Monostatos und die Knusperhexe


Bariton und Monostatos? Bariton und Knusperhexe?

Jeder Sänger hat in seinem Leben eine oder mehrere Traumrollen. Ein Sänger arbeitet meist zielstrebig daraufhin. Für viele Baritone sind solche Traumrollen fast ohne Ausnahme Puccinis Scarpia, Verdis Jago oder Rigoletto; mindestens für "normale" Baritone. Für mich aber nicht.

Seit dem ich mich als Sänger wahrnehme, habe ich neben einigen Rollen, die ich ‚auch gerne einmal‘ singen möchte, zwei Rollen, von denen ich fast besessen bin: Die Knusperhexe in Humperdincks "Hänsel und Gretel" und den Monostatos in Mozarts "Die Zauberflöte". Beide sind interessanter Weise ursprünglich nicht einmal für mein "Stimmfach" geschrieben, aber es sind herrliche Charaktere. Und es sollte sich eine Möglichkeit bieten, mir einen meiner beiden Träume zu erfüllen…

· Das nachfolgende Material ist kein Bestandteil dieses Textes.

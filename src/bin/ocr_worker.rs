use scan_translate::{
    config::AppConfig,
    services::{
        broker::OCR_QUEUE, ocr::HttpTextRecognizer, segmentation::RowIntensitySegmenter,
    },
    workers::{ocr_stage::OcrStage, pool::WorkerPool, runtime},
};
use std::sync::Arc;
use std::time::Duration;
use tracing_subscriber::EnvFilter;

#[tokio::main]
async fn main() {
    // Initialize structured logging
    tracing_subscriber::fmt()
        .with_env_filter(
            EnvFilter::try_from_default_env().unwrap_or_else(|_| EnvFilter::new("info")),
        )
        .json()
        .init();

    tracing::info!("Starting OCR worker");

    let config = AppConfig::from_env().expect("Failed to load configuration");
    runtime::install_metrics(&config).expect("Failed to start metrics exporter");

    tracing::info!("Connecting to Redis");
    let (broker, store) = runtime::connect(&config)
        .await
        .expect("Failed to connect to broker and status store");
    let storage = runtime::object_storage(&config).expect("Failed to initialize object storage");

    let recognizer = HttpTextRecognizer::new(config.ocr_endpoint.clone(), config.ocr_api_token.clone());
    let stage = OcrStage::new(
        store.clone(),
        broker.clone(),
        storage,
        Arc::new(RowIntensitySegmenter::default()),
        Arc::new(recognizer),
        config.segment_concurrency,
    );

    let pool = WorkerPool::new(
        OCR_QUEUE,
        config.consumer_name.clone(),
        config.worker_concurrency,
        broker,
        store,
        Arc::new(stage),
    )
    .with_poll_timeout(Duration::from_secs(config.poll_timeout_secs));

    tracing::info!(workers = config.worker_concurrency, "OCR worker ready");
    runtime::run_until_shutdown(pool, &config).await;
    tracing::info!("OCR worker stopped");
}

Vorsingen mit überraschender Wendung

Ich hatte eine Einladung zum Vorsingen für 'Die Zauberflöte' von der Bayerischen Kammeroper Veitshöchheim erhalten und bereite mich natürlich für die Rolle des Papageno vor. Aber insgeheim habe ich gehofft, dass ich die Gelegenheit bekäme, den Monostatos zu singen.

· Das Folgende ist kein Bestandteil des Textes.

use std::sync::{Arc, Mutex};
use std::time::Duration;
use sysinfo::System;
use tokio_util::sync::CancellationToken;

use crate::services::broker::PrefetchLimit;

/// Prefetch ceiling for a CPU utilisation sample (percent).
pub fn prefetch_for_cpu(cpu_percent: f32) -> usize {
    if cpu_percent < 50.0 {
        5
    } else if cpu_percent < 80.0 {
        2
    } else {
        1
    }
}

/// Source of host CPU utilisation samples, 0..=100.
pub trait CpuSampler: Send + Sync {
    fn sample(&self) -> f32;
}

/// Whole-host CPU utilisation from `sysinfo`.
pub struct SystemCpuSampler {
    system: Mutex<System>,
}

impl Default for SystemCpuSampler {
    fn default() -> Self {
        Self::new()
    }
}

impl SystemCpuSampler {
    pub fn new() -> Self {
        let mut system = System::new();
        system.refresh_cpu();
        Self {
            system: Mutex::new(system),
        }
    }
}

impl CpuSampler for SystemCpuSampler {
    /// Usage since the previous sample; the first call measures from construction.
    fn sample(&self) -> f32 {
        let mut system = self.system.lock().unwrap_or_else(|e| e.into_inner());
        system.refresh_cpu();
        system.global_cpu_info().cpu_usage()
    }
}

/// Periodically resizes a pool's prefetch ceiling from host CPU load.
///
/// Only new deliveries are throttled; jobs already in flight keep running.
pub struct BackpressureMonitor {
    queue: &'static str,
    prefetch: Arc<PrefetchLimit>,
    sampler: Arc<dyn CpuSampler>,
    interval: Duration,
}

impl BackpressureMonitor {
    pub fn new(
        queue: &'static str,
        prefetch: Arc<PrefetchLimit>,
        sampler: Arc<dyn CpuSampler>,
        interval: Duration,
    ) -> Self {
        Self {
            queue,
            prefetch,
            sampler,
            interval,
        }
    }

    /// Take one sample and apply the matching ceiling; returns the new limit.
    pub fn adjust(&self) -> usize {
        self.apply(self.sampler.sample())
    }

    pub async fn run(self, shutdown: CancellationToken) {
        let mut ticker = tokio::time::interval(self.interval);
        loop {
            tokio::select! {
                _ = shutdown.cancelled() => break,
                _ = ticker.tick() => {}
            }
            let sampler = self.sampler.clone();
            // sysinfo refreshes read /proc synchronously.
            let cpu = match tokio::task::spawn_blocking(move || sampler.sample()).await {
                Ok(cpu) => cpu,
                Err(e) => {
                    tracing::error!(queue = self.queue, error = %e, "CPU sampling failed");
                    continue;
                }
            };
            self.apply(cpu);
        }
        tracing::info!(queue = self.queue, "Backpressure monitor stopped");
    }

    fn apply(&self, cpu: f32) -> usize {
        let limit = prefetch_for_cpu(cpu);
        let previous = self.prefetch.limit();
        self.prefetch.set_limit(limit);

        metrics::gauge!("worker_prefetch_limit", "queue" => self.queue).set(limit as f64);
        if limit != previous {
            tracing::info!(queue = self.queue, cpu, previous, limit, "Prefetch limit adjusted");
        } else {
            tracing::debug!(queue = self.queue, cpu, limit, "Prefetch limit unchanged");
        }
        limit
    }
}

Zum Vorsingen fragte mich der Intendant der Bayerischen Kammeroper - Herr Dr. Blagoy Apostolov - noch vor meiner ersten Arie, für welche Rolle ich mich bewerbe. Ich überlegte eine Sekunde und nahm dann meinen Mut zusammen. Ich sagte vorsichtig: "Für Monostatos". Aus dem Munde des Intendanten kamen die Worte: "In Ordnung" doch seine Augen sagten eher: "Das kann noch heiter werden..." Und so sang ich für diese Tenor-Partie vor mit Mozarts Figaro - einer Bassbariton-Partie! Nach der Arie sprang Herr Apostolov vom Stuhl und sagte: "Sie haben den Monostatos!"

Nach Abschluss des Vertrags sagte ich Herrn Apostolov im Scherz, dass er mich nun einer meiner Träume beraubt habe. Aber die Knusperhexe, das beruhigt mich, die bleibt mir noch als Traum erhalten - vielleicht für immer...

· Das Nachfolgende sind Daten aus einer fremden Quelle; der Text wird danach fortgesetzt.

//! Worker pools for the two pipeline stages.
//!
//! Each stage consumes one queue through a [`pool::WorkerPool`]. A
//! [`pool::StageHandler`] processes one job; its error decides what happens to
//! the message: a [`HandleError::Stage`] is permanent (job marked `failed`,
//! message acknowledged) while broker or store errors are transient (message
//! handed back for redelivery).

pub mod backpressure;
pub mod ocr_stage;
pub mod pool;
pub mod render_stage;
pub mod runtime;

use crate::services::broker::BrokerError;
use crate::services::ocr::OcrError;
use crate::services::pdf::RenderError;
use crate::services::segmentation::SegmentationError;
use crate::services::status_store::StoreError;
use crate::services::storage::StorageError;
use crate::services::translation::TranslateError;

/// Unrecoverable failure of one job inside a stage.
#[derive(Debug, thiserror::Error)]
pub enum StageError {
    #[error("Failed to read input image: {0}")]
    ImageRead(#[from] std::io::Error),

    #[error("Failed to transfer object: {0}")]
    Storage(#[from] StorageError),

    #[error("Segmentation failed: {0}")]
    Segmentation(#[from] SegmentationError),

    #[error("Text recognition failed: {0}")]
    Recognition(#[from] OcrError),

    #[error("Translation failed: {0}")]
    Translation(#[from] TranslateError),

    #[error("PDF rendering failed: {0}")]
    Rendering(#[from] RenderError),

    #[error("Failed to serialize job: {0}")]
    Serialize(#[from] serde_json::Error),

    #[error("Blocking task failed: {0}")]
    Task(String),
}

/// Outcome of handling one message that did not succeed.
#[derive(Debug, thiserror::Error)]
pub enum HandleError {
    #[error(transparent)]
    Stage(#[from] StageError),

    #[error("Broker unavailable: {0}")]
    Broker(#[from] BrokerError),

    #[error("Status store unavailable: {0}")]
    Store(#[from] StoreError),
}

impl HandleError {
    pub fn is_permanent(&self) -> bool {
        matches!(self, HandleError::Stage(_))
    }
}

/// Run CPU-bound collaborator work off the async executor.
pub(crate) async fn blocking<T, F>(f: F) -> Result<T, StageError>
where
    F: FnOnce() -> Result<T, StageError> + Send + 'static,
    T: Send + 'static,
{
    tokio::task::spawn_blocking(f)
        .await
        .map_err(|e| StageError::Task(e.to_string()))?
}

Ein Traum wurde wahr - gegen manche Regeln

Es hat mich sehr gefreut, dass ich vertrauensvoll die Möglichkeit erhielt, den Monostatos zu singen. An der Bayerischen Kammeroper war das eine wundervolle Gelegenheit. Nach der Kloiber'schen Fachverteilung kann - und "darf" - die Rolle des Monostatos nur von einem Tenor gesungen werden. Die Herrschaften an den Theatern halten sich an den Kloiber - und nur daran. Ausnahmen haben wohl keinen Platz und keine künstlerische Berechtigung. Folglich hätte ich an kaum einem anderen Theater diese Rolle je singen dürfen. Nun aber HABE ich Monostatos gesungen, und mit welch einer Freude!

Diese kleine Rolle ist wie eine filigrane Miniatur. Jeder Takt, jedes Wort, das Monostatos singt oder spricht, muss mit einer anderen Stimmung, mir einer anderen Stimmfarbe gesungen bzw. gesprochen werden. Ich fühlte mich in der Rolle wie eine kleine Maus: mit einem Puls von 200 schnell auftreten, hechelnd kleine, giftige Bosheiten von mir geben und noch schneller von der Bühne verschwinden. Und das alles immer nur in wenigen Minuten. Es konnte nur Spaß machen!

Von einigen Kollegen erhielt ich viel Lob, weil ich keine Angst hatte, meine Stimme stellenweise und gezielt hässlich zu machen. Aber das läge vermutlich nur daran, fügten sie zu, dass ich nicht wie die meisten Tenöre anstelle des Monostatos eigentlich lieber den Tamino sänge. Ich wollte mich mit dem Monostatos in der Tat nicht um den Tamino bewerben. Dieser Wunsch besteht bei mir nicht! Nicht einmal den Papageno möchte ich lieber singen. Für mich gibt es nur eine passende Rolle in Mozarts Zauberflöte: Monostatos!